Dataset entries:
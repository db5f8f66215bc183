mod config;
mod errors;
mod export;
mod extraction;
mod generation;
mod intake;
mod llm_client;
mod models;
mod routes;
mod scan;
mod state;
mod wizard;

use std::net::SocketAddr;
use std::sync::Arc;

use anyhow::Result;
use tower_http::{cors::CorsLayer, trace::TraceLayer};
use tracing::info;
use tracing_subscriber::{layer::SubscriberExt, util::SubscriberInitExt, EnvFilter};

use crate::config::Config;
use crate::llm_client::{AiGateway, GeminiClient, FLASH_MODEL, PRO_MODEL};
use crate::routes::build_router;
use crate::state::AppState;
use crate::wizard::store::SessionStore;

#[tokio::main]
async fn main() -> Result<()> {
    // Load configuration first (fails on missing required env vars)
    let config = Config::from_env()?;

    // Initialize structured logging
    tracing_subscriber::registry()
        .with(EnvFilter::try_from_default_env().unwrap_or_else(|_| {
            EnvFilter::new(format!("{}={}", env!("CARGO_PKG_NAME"), &config.rust_log))
        }))
        .with(tracing_subscriber::fmt::layer())
        .init();

    info!("Starting ResumeForge API v{}", env!("CARGO_PKG_VERSION"));

    // Initialize the gateway client
    let gateway: Arc<dyn AiGateway> = Arc::new(GeminiClient::new(config.gemini_api_key.clone()));
    info!("Gateway client initialized (models: {FLASH_MODEL}, {PRO_MODEL})");

    // In-memory session store — sessions die with the process
    let sessions = SessionStore::new();

    let state = AppState { gateway, sessions };

    let app = build_router(state)
        .layer(TraceLayer::new_for_http())
        .layer(CorsLayer::permissive());

    let addr: SocketAddr = format!("0.0.0.0:{}", config.port).parse()?;
    info!("Listening on {addr}");

    let listener = tokio::net::TcpListener::bind(addr).await?;
    axum::serve(listener, app).await?;

    Ok(())
}
//! In-memory session store. Nothing is persisted: sessions die on DELETE or
//! process exit.
//!
//! Handlers never hold the store lock across a gateway await — the closure
//! API scopes each lock acquisition to a single guard/commit step.

use std::collections::HashMap;
use std::sync::Arc;

use tokio::sync::RwLock;
use uuid::Uuid;

use crate::errors::AppError;
use crate::wizard::WizardSession;

#[derive(Clone, Default)]
pub struct SessionStore {
    inner: Arc<RwLock<HashMap<Uuid, WizardSession>>>,
}

impl SessionStore {
    pub fn new() -> Self {
        Self::default()
    }

    /// Creates a session and returns its id.
    pub async fn create(&self) -> Uuid {
        let session = WizardSession::new();
        let id = session.id;
        self.inner.write().await.insert(id, session);
        id
    }

    /// Runs a closure with shared access to a session.
    pub async fn read<T>(
        &self,
        id: Uuid,
        f: impl FnOnce(&WizardSession) -> T,
    ) -> Result<T, AppError> {
        let sessions = self.inner.read().await;
        let session = sessions
            .get(&id)
            .ok_or_else(|| AppError::NotFound(format!("Session {id} not found")))?;
        Ok(f(session))
    }

    /// Runs a closure with exclusive access to a session. The closure's
    /// error propagates unchanged so guard failures keep their variant.
    pub async fn update<T>(
        &self,
        id: Uuid,
        f: impl FnOnce(&mut WizardSession) -> Result<T, AppError>,
    ) -> Result<T, AppError> {
        let mut sessions = self.inner.write().await;
        let session = sessions
            .get_mut(&id)
            .ok_or_else(|| AppError::NotFound(format!("Session {id} not found")))?;
        f(session)
    }

    /// Discards a session and everything it accumulated.
    pub async fn remove(&self, id: Uuid) -> Result<(), AppError> {
        self.inner
            .write()
            .await
            .remove(&id)
            .map(|_| ())
            .ok_or_else(|| AppError::NotFound(format!("Session {id} not found")))
    }
}

#[cfg(test)]
mod tests {
    use super::*;
    use crate::wizard::Stage;

    #[tokio::test]
    async fn test_create_read_remove_roundtrip() {
        let store = SessionStore::new();
        let id = store.create().await;

        let stage = store.read(id, |s| s.stage()).await.unwrap();
        assert_eq!(stage, Stage::PasteJd);

        store.remove(id).await.unwrap();
        assert!(matches!(
            store.read(id, |s| s.stage()).await,
            Err(AppError::NotFound(_))
        ));
    }

    #[tokio::test]
    async fn test_update_propagates_closure_error() {
        let store = SessionStore::new();
        let id = store.create().await;

        let result = store
            .update(id, |s| s.set_job_text("  ".to_string()))
            .await;
        assert!(matches!(result, Err(AppError::Validation(_))));
    }

    #[tokio::test]
    async fn test_unknown_session_is_not_found() {
        let store = SessionStore::new();
        let result = store.update(Uuid::new_v4(), |_| Ok(())).await;
        assert!(matches!(result, Err(AppError::NotFound(_))));
    }

    #[tokio::test]
    async fn test_sessions_are_isolated() {
        let store = SessionStore::new();
        let a = store.create().await;
        let b = store.create().await;

        store
            .update(a, |s| s.set_job_text("JD for session a".to_string()))
            .await
            .unwrap();

        let b_has_job = store.read(b, |s| s.job().is_some()).await.unwrap();
        assert!(!b_has_job);
    }
}
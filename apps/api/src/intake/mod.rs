//! Resume intake — upload validation and the parse-resume binding.
//!
//! Validation is strictly local: an unsupported file never generates a
//! gateway call. The parse result is best-effort partial data that the
//! wizard merges into the profile without clobbering user entries.

use bytes::Bytes;
use serde_json::{json, Value};
use tracing::info;

use crate::errors::AppError;
use crate::intake::prompts::PARSE_RESUME_PROMPT;
use crate::llm_client::decode::decode_json;
use crate::llm_client::{AiGateway, GatewayRequest, PRO_MODEL};
use crate::models::ParsedProfile;

pub mod prompts;

pub const MIME_PDF: &str = "application/pdf";
pub const MIME_DOCX: &str =
    "application/vnd.openxmlformats-officedocument.wordprocessingml.document";
pub const MIME_TXT: &str = "text/plain";

/// A validated upload ready for the gateway.
#[derive(Debug, Clone)]
pub struct ResumeUpload {
    pub file_name: String,
    pub mime_type: &'static str,
    pub data: Bytes,
}

impl ResumeUpload {
    /// Validates the file extension and resolves the MIME type the gateway
    /// will receive. Anything but PDF/DOCX/TXT is rejected here, before any
    /// network call.
    pub fn new(file_name: String, data: Bytes) -> Result<Self, AppError> {
        let extension = file_name
            .rsplit('.')
            .next()
            .map(str::to_ascii_lowercase)
            .unwrap_or_default();

        let mime_type = match extension.as_str() {
            "pdf" => MIME_PDF,
            "docx" => MIME_DOCX,
            "txt" => MIME_TXT,
            _ => {
                return Err(AppError::Validation(
                    "Upload PDF, DOCX, or TXT.".to_string(),
                ))
            }
        };

        if data.is_empty() {
            return Err(AppError::FileRead(format!("{file_name} is empty")));
        }

        Ok(Self {
            file_name,
            mime_type,
            data,
        })
    }
}

/// Sends the uploaded document to the gateway as an inline binary part and
/// decodes the structured parse. Every field of the result is optional.
pub async fn parse_resume(
    gateway: &dyn AiGateway,
    upload: ResumeUpload,
) -> Result<ParsedProfile, AppError> {
    info!(
        file = %upload.file_name,
        mime = upload.mime_type,
        bytes = upload.data.len(),
        "Parsing uploaded resume"
    );

    let request = GatewayRequest::text(PRO_MODEL, PARSE_RESUME_PROMPT.to_string())
        .with_inline_data(upload.mime_type.to_string(), upload.data)
        .with_schema(parse_schema());

    let reply = gateway
        .generate(request)
        .await
        .map_err(|e| AppError::Gateway(format!("Resume parsing failed: {e}")))?;

    decode_json(&reply.text)
}

/// Structured-output schema mirroring `ParsedProfile` — nothing is required,
/// so the gateway may omit any field it could not extract.
fn parse_schema() -> Value {
    let string = json!({"type": "STRING"});
    json!({
        "type": "OBJECT",
        "properties": {
            "contact": {
                "type": "OBJECT",
                "properties": {
                    "name": string,
                    "email": string,
                    "phone": string,
                    "location": string,
                    "linkedin": string,
                    "portfolio": string,
                }
            },
            "experiences": {
                "type": "ARRAY",
                "items": {
                    "type": "OBJECT",
                    "properties": {
                        "company": string,
                        "title": string,
                        "start_date": string,
                        "end_date": string,
                        "bullets": {"type": "ARRAY", "items": string},
                    }
                }
            },
            "skills": string,
            "education": {
                "type": "ARRAY",
                "items": {
                    "type": "OBJECT",
                    "properties": {
                        "school": string,
                        "degree": string,
                        "start_date": string,
                        "end_date": string,
                    }
                }
            }
        }
    })
}
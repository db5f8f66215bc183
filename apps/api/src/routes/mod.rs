pub mod health;
pub mod sessions;

use axum::{
    routing::{get, post, put},
    Router,
};

use crate::state::AppState;

pub fn build_router(state: AppState) -> Router {
    Router::new()
        .route("/health", get(health::health_handler))
        .route("/api/v1/sessions", post(sessions::handle_create_session))
        .route(
            "/api/v1/sessions/:id",
            get(sessions::handle_get_session).delete(sessions::handle_delete_session),
        )
        .route("/api/v1/sessions/:id/job", put(sessions::handle_set_job))
        .route(
            "/api/v1/sessions/:id/job/fetch",
            post(sessions::handle_fetch_jd),
        )
        .route(
            "/api/v1/sessions/:id/keywords",
            post(sessions::handle_extract_keywords),
        )
        .route(
            "/api/v1/sessions/:id/navigate",
            post(sessions::handle_navigate),
        )
        .route(
            "/api/v1/sessions/:id/profile",
            put(sessions::handle_update_profile),
        )
        .route(
            "/api/v1/sessions/:id/profile/reset",
            post(sessions::handle_reset_profile),
        )
        .route(
            "/api/v1/sessions/:id/resume/upload",
            post(sessions::handle_upload_resume),
        )
        .route(
            "/api/v1/sessions/:id/resume/generate",
            post(sessions::handle_generate_resume),
        )
        .route("/api/v1/sessions/:id/scan", post(sessions::handle_ats_scan))
        .route(
            "/api/v1/sessions/:id/export",
            get(sessions::handle_export_pdf),
        )
        .with_state(state)
}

[Task brief]:
Your answer should hold every line of the entries that contains the string "Uuid".

[Finished exercise]:
use uuid::Uuid;
    inner: Arc<RwLock<HashMap<Uuid, WizardSession>>>,
    pub async fn create(&self) -> Uuid {
        id: Uuid,
        id: Uuid,
    pub async fn remove(&self, id: Uuid) -> Result<(), AppError> {
        let result = store.update(Uuid::new_v4(), |_| Ok(())).await;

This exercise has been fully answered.